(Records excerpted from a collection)
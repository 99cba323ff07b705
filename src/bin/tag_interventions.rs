fn main() -> Result<(), Box<dyn std::error::Error>> {
	let cfg = covidtimeline::init_stage()?;
	let path = covidtimeline::pipeline::tag_interventions(&cfg, covidtimeline::naive_today())?;
	println!("created {}", path.display());
	Ok(())
}
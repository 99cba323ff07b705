use std::io;
use std::io::Write;
use std::time;

use log::info;


pub trait ProgressSink {
	fn update(&mut self, inow: usize, n: Option<usize>);
	fn finish(&mut self, inow: usize, n: Option<usize>);
}


pub struct TtyMeter {
	t0: time::Instant,
	tprev: time::Instant,
	iprev: usize,
}

impl TtyMeter {
	pub fn new() -> Self {
		let now = time::Instant::now();
		Self{
			t0: now,
			tprev: now,
			iprev: 0,
		}
	}

	fn print(&self, inow: usize, n: Option<usize>, rate: f64, end: &str) {
		match n {
			Some(n) if n > 0 => print!("{:6.0}% [{:8.2}/s]{}", (inow as f64) / (n as f64) * 100.0, rate, end),
			_ => print!("{:12} [{:8.2}/s]{}", inow, rate, end),
		}
		// nothing sensible to do if the terminal went away
		let _ = io::stdout().flush();
	}
}

impl ProgressSink for TtyMeter {
	fn update(&mut self, inow: usize, n: Option<usize>) {
		let now = time::Instant::now();
		let dt = (now - self.tprev).as_secs_f64().max(1e-9);
		let rate = inow.saturating_sub(self.iprev) as f64 / dt;
		self.print(inow, n, rate, "\r");
		self.iprev = inow;
		self.tprev = now;
	}

	fn finish(&mut self, inow: usize, n: Option<usize>) {
		let dt = (time::Instant::now() - self.t0).as_secs_f64().max(1e-9);
		self.print(n.unwrap_or(inow), n, inow as f64 / dt, "\n");
	}
}


pub struct LogMeter {
	what: &'static str,
}

impl LogMeter {
	pub fn new(what: &'static str) -> Self {
		Self{what}
	}
}

impl ProgressSink for LogMeter {
	fn update(&mut self, _inow: usize, _n: Option<usize>) {}

	fn finish(&mut self, inow: usize, _n: Option<usize>) {
		info!("processed {} {}", inow, self.what);
	}
}


pub fn default_output() -> Box<dyn ProgressSink> {
	if isatty::stdout_isatty() {
		Box::new(TtyMeter::new())
	} else {
		Box::new(LogMeter::new("rows"))
	}
}


pub struct CountMeter<'s, S: ProgressSink + ?Sized> {
	sink: &'s mut S,
	every: usize,
	n: usize,
}

impl<'s, S: ProgressSink + ?Sized> CountMeter<'s, S> {
	pub fn new(sink: &'s mut S, every: usize) -> Self {
		Self{
			sink,
			every: every.max(1),
			n: 0,
		}
	}

	pub fn tick(&mut self) {
		self.n += 1;
		if self.n % self.every == 0 {
			self.sink.update(self.n, None);
		}
	}

	pub fn finish(self) -> usize {
		self.sink.finish(self.n, None);
		self.n
	}
}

WORK TO COMPLETE: Look through the data and gather every line with the string "info" in it.

ANSWER:
use log::info;
		info!("processed {} {}", inow, self.what);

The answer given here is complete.